Not that she won't have a busy schedule, beginning tonight with the Champions on Ice tour opener in Baltimore. Lipinski, who will be paid about $15,000 for each show, won't lose her Olympic eligibility until she appears in a non-sanctioned event. That likely will occur April 24 in the made-for-television "Skate, Rattle 'n' Roll," in Charleston, S.C.

But Lipinski, the youngest Olympic, world and U.S. champion, made it clear that family ties would keep her closer to her Sugar Land, Texas, home.

"Now I'll have four-day weekends and be able to be with my family, because they mean so much to me," she said. "I don't want to be 21 and not know my dad."

Lipinski's father, Jack, an oil company executive, rarely traveled with his daughter, remaining at home in Sugar Land.
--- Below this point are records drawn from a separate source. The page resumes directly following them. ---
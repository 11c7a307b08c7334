//! PID file handling.
//!
//! The PID file is only ever touched through exclusive create, atomic
//! replace and delete. An empty file means a `start` holds the lock and has
//! not launched yet.

use crate::error::{Result, TetherError};
use std::fs::{self, OpenOptions};
use std::io;
use std::path::{Path, PathBuf};
use std::time::{Duration, SystemTime};

/// What the PID file currently says.
#[derive(Debug, Clone, PartialEq, Eq)]
pub enum PidFileContents {
    /// No file.
    Missing,
    /// Lock held, PID not written yet.
    Empty { age: Duration },
    /// A committed PID.
    Pid(u32),
    /// Unparseable content.
    Invalid(String),
}

/// The service PID file.
#[derive(Debug, Clone)]
pub struct PidFile {
    path: PathBuf,
}

impl PidFile {
    pub fn new(path: impl Into<PathBuf>) -> Self {
        Self { path: path.into() }
    }

    pub fn path(&self) -> &Path {
        &self.path
    }

    /// Read the current contents without modifying anything.
    pub fn read(&self) -> Result<PidFileContents> {
        read_contents(&self.path)
    }

    /// When the file was last written, if it exists.
    pub fn modified(&self) -> Option<SystemTime> {
        fs::metadata(&self.path).and_then(|m| m.modified()).ok()
    }

    /// Take the start lock by creating the file exclusively.
    ///
    /// # Errors
    ///
    /// Returns `AlreadyStarting` if the file already exists.
    pub fn acquire(&self) -> Result<PidLock> {
        if let Some(parent) = self.path.parent() {
            fs::create_dir_all(parent)?;
        }

        match OpenOptions::new()
            .write(true)
            .create_new(true)
            .open(&self.path)
        {
            Ok(_) => {
                tracing::debug!("Acquired PID file {}", self.path.display());
                Ok(PidLock {
                    path: self.path.clone(),
                    committed: false,
                })
            }
            Err(e) if e.kind() == io::ErrorKind::AlreadyExists => {
                Err(TetherError::AlreadyStarting {
                    path: self.path.clone(),
                })
            }
            Err(e) => Err(e.into()),
        }
    }

    /// Delete the file only if it still holds what was `observed`.
    ///
    /// The file is first renamed to a name private to this process, so a
    /// lock taken by another `start` after the observation is never deleted.
    /// A changed file is put back and `Ok(false)` returned. A file that is
    /// already gone counts as removed.
    pub fn remove_if_unchanged(&self, observed: &PidFileContents) -> Result<bool> {
        let claimed = self.sibling("stale");
        match fs::rename(&self.path, &claimed) {
            Ok(()) => {}
            Err(e) if e.kind() == io::ErrorKind::NotFound => return Ok(true),
            Err(e) => return Err(e.into()),
        }

        let current = read_contents(&claimed);
        if current.as_ref().is_ok_and(|c| still_matches(observed, c)) {
            fs::remove_file(&claimed)?;
            tracing::debug!("Removed PID file {}", self.path.display());
            return Ok(true);
        }

        tracing::debug!(
            "PID file {} changed since it was read; leaving it",
            self.path.display()
        );
        match fs::hard_link(&claimed, &self.path) {
            Ok(()) => {}
            Err(e) if e.kind() == io::ErrorKind::AlreadyExists => {}
            Err(e) => {
                let _ = fs::remove_file(&claimed);
                return Err(e.into());
            }
        }
        fs::remove_file(&claimed)?;
        current.map(|_| false)
    }

    /// Delete the file. A missing file is not an error.
    pub fn remove(&self) -> Result<()> {
        match fs::remove_file(&self.path) {
            Ok(()) => {
                tracing::debug!("Removed PID file {}", self.path.display());
                Ok(())
            }
            Err(e) if e.kind() == io::ErrorKind::NotFound => Ok(()),
            Err(e) => Err(e.into()),
        }
    }

    /// A hidden path next to the PID file, unique to this process.
    fn sibling(&self, suffix: &str) -> PathBuf {
        sibling_path(&self.path, suffix)
    }
}

fn sibling_path(path: &Path, suffix: &str) -> PathBuf {
    let file_name = path
        .file_name()
        .map(|n| n.to_string_lossy().into_owned())
        .unwrap_or_else(|| "service.pid".to_string());
    path.with_file_name(format!(".{}.{}.{}", file_name, std::process::id(), suffix))
}

fn read_contents(path: &Path) -> Result<PidFileContents> {
    let content = match fs::read_to_string(path) {
        Ok(content) => content,
        Err(e) if e.kind() == io::ErrorKind::NotFound => return Ok(PidFileContents::Missing),
        Err(e) => return Err(e.into()),
    };

    let trimmed = content.trim();
    if trimmed.is_empty() {
        let age = fs::metadata(path)
            .and_then(|m| m.modified())
            .ok()
            .and_then(|modified| SystemTime::now().duration_since(modified).ok())
            .unwrap_or_default();
        return Ok(PidFileContents::Empty { age });
    }

    match trimmed.parse::<u32>() {
        Ok(pid) if pid > 0 => Ok(PidFileContents::Pid(pid)),
        _ => Ok(PidFileContents::Invalid(trimmed.to_string())),
    }
}

/// Whether `current` is still the file that was `observed`. An empty file
/// that has become younger is a new lock.
fn still_matches(observed: &PidFileContents, current: &PidFileContents) -> bool {
    match (observed, current) {
        (PidFileContents::Pid(a), PidFileContents::Pid(b)) => a == b,
        (PidFileContents::Invalid(a), PidFileContents::Invalid(b)) => a == b,
        (PidFileContents::Empty { age: before }, PidFileContents::Empty { age: now }) => {
            now >= before
        }
        _ => false,
    }
}

/// Exclusive hold on an empty PID file.
///
/// Dropping an uncommitted lock deletes the file.
#[derive(Debug)]
pub struct PidLock {
    path: PathBuf,
    committed: bool,
}

impl PidLock {
    /// Replace the lock file with one holding `pid`.
    pub fn commit(mut self, pid: u32) -> Result<()> {
        let temp_path = sibling_path(&self.path, "tmp");

        fs::write(&temp_path, format!("{}\n", pid))?;
        if let Err(e) = fs::rename(&temp_path, &self.path) {
            let _ = fs::remove_file(&temp_path);
            return Err(e.into());
        }

        self.committed = true;
        tracing::debug!("Wrote PID {} to {}", pid, self.path.display());
        Ok(())
    }
}

impl Drop for PidLock {
    fn drop(&mut self) {
        if !self.committed {
            let _ = fs::remove_file(&self.path);
        }
    }
}
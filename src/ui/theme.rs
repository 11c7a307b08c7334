//! Styling.

use console::Style;

/// Colors used by the terminal UI.
#[derive(Debug, Clone)]
pub struct TetherTheme {
    pub success: Style,
    pub warning: Style,
    pub error: Style,
    pub dim: Style,
    pub highlight: Style,
    pub header: Style,
    pub hint: Style,
    /// Service state names.
    pub state: Style,
}

impl Default for TetherTheme {
    fn default() -> Self {
        Self::new()
    }
}

impl TetherTheme {
    pub fn new() -> Self {
        Self {
            success: Style::new().green(),
            warning: Style::new().yellow(),
            error: Style::new().red().bold(),
            dim: Style::new().dim(),
            highlight: Style::new().bold(),
            header: Style::new().bold().cyan(),
            hint: Style::new().cyan().dim(),
            state: Style::new().bold(),
        }
    }

    /// No styling, for pipes and `--no-color`.
    pub fn plain() -> Self {
        Self {
            success: Style::new(),
            warning: Style::new(),
            error: Style::new(),
            dim: Style::new(),
            highlight: Style::new(),
            header: Style::new(),
            hint: Style::new(),
            state: Style::new(),
        }
    }

    /// Pick based on [`should_use_colors`].
    pub fn detect() -> Self {
        if should_use_colors() {
            Self::new()
        } else {
            Self::plain()
        }
    }

    pub fn format_success(&self, msg: &str) -> String {
        format!("{}", self.success.apply_to(format!("✓ {}", msg)))
    }

    pub fn format_warning(&self, msg: &str) -> String {
        format!("{}", self.warning.apply_to(format!("⚠ {}", msg)))
    }

    pub fn format_error(&self, msg: &str) -> String {
        format!("{}", self.error.apply_to(format!("✗ {}", msg)))
    }

    pub fn format_header(&self, title: &str) -> String {
        format!("{}", self.header.apply_to(title))
    }

    pub fn format_hint(&self, hint: &str) -> String {
        format!("{}", self.hint.apply_to(format!("→ {}", hint)))
    }
}

/// Colors are off under `NO_COLOR` or when stdout is not a terminal.
pub fn should_use_colors() -> bool {
    if std::env::var_os("NO_COLOR").is_some() {
        return false;
    }
    console::Term::stdout().is_term()
}

#[cfg(test)]
mod tests {
    use super::*;

    #[test]
    fn plain_theme_has_icons() {
        let theme = TetherTheme::plain();
        assert_eq!(theme.format_success("Started"), "✓ Started");
        assert_eq!(theme.format_warning("Slow"), "⚠ Slow");
        assert_eq!(theme.format_error("Failed"), "✗ Failed");
        assert_eq!(theme.format_hint("tether setup"), "→ tether setup");
    }

    #[test]
    fn plain_header_is_unstyled() {
        assert_eq!(TetherTheme::plain().format_header("Status"), "Status");
    }
}
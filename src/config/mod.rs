//! Configuration loading, parsing, and validation for tether.
//!
//! - Schema definitions in [`schema`]
//! - File discovery and loading in [`loader`]
//! - Deep merging in [`merger`]
//! - Validation in [`validator`]
//!
//! # Example
//!
//! ```
//! use tether::config::{load_merged_config, validate};
//! use tempfile::TempDir;
//! use std::fs;
//!
//! let temp = TempDir::new().unwrap();
//! let dir = temp.path().join(".tether");
//! fs::create_dir_all(&dir).unwrap();
//! fs::write(dir.join("config.yml"), "service:\n  port: 8080\n").unwrap();
//!
//! let config = load_merged_config(temp.path()).unwrap();
//! validate(&config).unwrap();
//! assert_eq!(config.service.port, 8080);
//! ```
//!
//! # Configuration File Locations
//!
//! 1. Built-in defaults
//! 2. Project config (`.tether/config.yml`)
//! 3. Local overrides (`.tether/config.local.yml`)

pub mod loader;
pub mod merger;
pub mod schema;
pub mod validator;

pub use loader::{
    find_project_root, load_config, load_config_value, load_merged_config, parse_config,
    ConfigPaths, CONFIG_DIR,
};
pub use merger::{deep_merge, merge_configs};
pub use schema::{EnvironmentConfig, RequirementsConfig, ServiceConfig, TetherConfig, Timings};
pub use validator::{validate, validate_config, ValidationError};
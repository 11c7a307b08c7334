//! Shell command execution.

use crate::error::{Result, TetherError};
use std::collections::HashMap;
use std::path::PathBuf;
use std::process::{Command, Stdio};
use std::time::{Duration, Instant};

/// Result of executing a shell command.
#[derive(Debug, Clone)]
pub struct CommandResult {
    /// Exit code (None if killed by signal).
    pub exit_code: Option<i32>,

    /// Standard output.
    pub stdout: String,

    /// Standard error.
    pub stderr: String,

    /// Execution duration.
    pub duration: Duration,

    /// Whether command succeeded (exit code 0).
    pub success: bool,
}

impl CommandResult {
    /// Create a success result.
    pub fn success(stdout: String, stderr: String, duration: Duration) -> Self {
        Self {
            exit_code: Some(0),
            stdout,
            stderr,
            duration,
            success: true,
        }
    }

    /// Create a failure result.
    pub fn failure(
        exit_code: Option<i32>,
        stdout: String,
        stderr: String,
        duration: Duration,
    ) -> Self {
        Self {
            exit_code,
            stdout,
            stderr,
            duration,
            success: false,
        }
    }

    /// Last non-empty line of stderr, falling back to stdout.
    ///
    /// pip and apt put the useful part of a failure at the end.
    pub fn last_line(&self) -> Option<&str> {
        self.stderr
            .lines()
            .rev()
            .find(|l| !l.trim().is_empty())
            .or_else(|| self.stdout.lines().rev().find(|l| !l.trim().is_empty()))
            .map(str::trim)
    }
}

/// Options for command execution.
#[derive(Debug, Clone, Default)]
pub struct CommandOptions {
    /// Working directory.
    pub cwd: Option<PathBuf>,

    /// Environment variables (merged with system env).
    pub env: HashMap<String, String>,

    /// Capture stdout (if false, inherits from parent).
    pub capture_stdout: bool,

    /// Capture stderr (if false, inherits from parent).
    pub capture_stderr: bool,
}

impl CommandOptions {
    /// Options that capture both streams.
    pub fn captured() -> Self {
        Self {
            capture_stdout: true,
            capture_stderr: true,
            ..Default::default()
        }
    }
}

/// Something that can run shell commands.
///
/// The installer and environment builder go through this trait so tests can
/// record commands instead of mutating the host.
pub trait CommandRunner {
    /// Run `command` through the shell.
    fn run(&self, command: &str, options: &CommandOptions) -> Result<CommandResult>;

    /// Run a command and return whether it exited 0.
    fn succeeds(&self, command: &str) -> bool {
        self.run(command, &CommandOptions::captured())
            .map(|r| r.success)
            .unwrap_or(false)
    }
}

/// Production runner backed by `/bin/sh -c`.
#[derive(Debug, Default, Clone, Copy)]
pub struct ShellRunner;

impl CommandRunner for ShellRunner {
    fn run(&self, command: &str, options: &CommandOptions) -> Result<CommandResult> {
        execute(command, options)
    }
}

/// Execute a shell command.
///
/// Commands run under a plain non-login `/bin/sh -c` so results do not depend
/// on the operator's interactive shell profile.
pub fn execute(command: &str, options: &CommandOptions) -> Result<CommandResult> {
    let start = Instant::now();

    let mut cmd = Command::new("/bin/sh");
    cmd.arg("-c");
    cmd.arg(command);

    if let Some(cwd) = &options.cwd {
        cmd.current_dir(cwd);
    }

    for (key, value) in &options.env {
        cmd.env(key, value);
    }

    cmd.stdin(Stdio::null());
    if options.capture_stdout {
        cmd.stdout(Stdio::piped());
    } else {
        cmd.stdout(Stdio::inherit());
    }

    if options.capture_stderr {
        cmd.stderr(Stdio::piped());
    } else {
        cmd.stderr(Stdio::inherit());
    }

    tracing::debug!("Executing: {}", command);
    let output = cmd.output().map_err(|_| TetherError::CommandFailed {
        command: command.to_string(),
        code: None,
    })?;

    let duration = start.elapsed();

    let stdout = if options.capture_stdout {
        String::from_utf8_lossy(&output.stdout).to_string()
    } else {
        String::new()
    };

    let stderr = if options.capture_stderr {
        String::from_utf8_lossy(&output.stderr).to_string()
    } else {
        String::new()
    };

    if output.status.success() {
        Ok(CommandResult::success(stdout, stderr, duration))
    } else {
        Ok(CommandResult::failure(
            output.status.code(),
            stdout,
            stderr,
            duration,
        ))
    }
}

/// Quote a single argument for `/bin/sh`.
pub fn shell_quote(arg: &str) -> String {
    if !arg.is_empty()
        && arg
            .chars()
            .all(|c| c.is_ascii_alphanumeric() || "-_./=:@+,".contains(c))
    {
        arg.to_string()
    } else {
        format!("'{}'", arg.replace('\'', "'\\''"))
    }
}

#[cfg(test)]
mod tests {
    use super::*;

    #[test]
    fn execute_successful_command() {
        let result = execute("echo hello", &CommandOptions::captured()).unwrap();

        assert!(result.success);
        assert_eq!(result.exit_code, Some(0));
        assert!(result.stdout.contains("hello"));
    }

    #[test]
    fn execute_failing_command() {
        let result = execute("exit 1", &CommandOptions::captured()).unwrap();

        assert!(!result.success);
        assert_eq!(result.exit_code, Some(1));
    }

    #[test]
    fn execute_with_env() {
        let mut options = CommandOptions::captured();
        options
            .env
            .insert("MY_VAR".to_string(), "my_value".to_string());

        let result = execute("echo $MY_VAR", &options).unwrap();

        assert!(result.success);
        assert!(result.stdout.contains("my_value"));
    }

    #[test]
    fn execute_with_cwd() {
        let temp = tempfile::TempDir::new().unwrap();
        let options = CommandOptions {
            cwd: Some(temp.path().to_path_buf()),
            ..CommandOptions::captured()
        };

        let result = execute("pwd", &options).unwrap();

        assert!(result.success);
        assert!(!result.stdout.trim().is_empty());
    }

    #[test]
    fn last_line_prefers_stderr() {
        let result = CommandResult::failure(
            Some(1),
            "Collecting pyodbc\n".to_string(),
            "warning\nERROR: No matching distribution found for pyodbc==99\n\n".to_string(),
            Duration::ZERO,
        );
        assert_eq!(
            result.last_line(),
            Some("ERROR: No matching distribution found for pyodbc==99")
        );
    }

    #[test]
    fn last_line_falls_back_to_stdout() {
        let result =
            CommandResult::failure(Some(1), "only stdout\n".to_string(), String::new(), Duration::ZERO);
        assert_eq!(result.last_line(), Some("only stdout"));
    }

    #[test]
    fn shell_runner_succeeds() {
        assert!(ShellRunner.succeeds("true"));
        assert!(!ShellRunner.succeeds("false"));
    }

    #[test]
    fn shell_quote_leaves_plain_words() {
        assert_eq!(shell_quote("unixodbc-dev"), "unixodbc-dev");
        assert_eq!(shell_quote("/opt/app/venv/bin/python"), "/opt/app/venv/bin/python");
    }

    #[test]
    fn shell_quote_wraps_specials() {
        assert_eq!(shell_quote("fastapi>=0.100"), "'fastapi>=0.100'");
        assert_eq!(shell_quote("it's"), "'it'\\''s'");
        assert_eq!(shell_quote(""), "''");
    }
}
Lipinski trained in Detroit with Richard Callaghan, joined there by her mother, Pat.

"It was totally Tara," Pat Lipinski said of the decision to leave behind rival Michelle Kwan and, for now, forget about defending her title in the 2002 Winters Olympics at Salt Lake City.

She will, however, be making frequent appearances for Disney World, one of her endorsers, and a movie role is being discussed.

The only time professionals were allowed to compete in the Olympics was 1994. The reinstatement window that applied to ineligible skaters no longer exists. It had allowed champions including Brian Boitano, Viktor Petrenko, Katarina Witt and Yekaterina Gordeeva and Sergei Grinkov to return to the Lillehammer Games.

International Skating Union officials scoffed at the possibility that such a mechanism might exist again by 2002.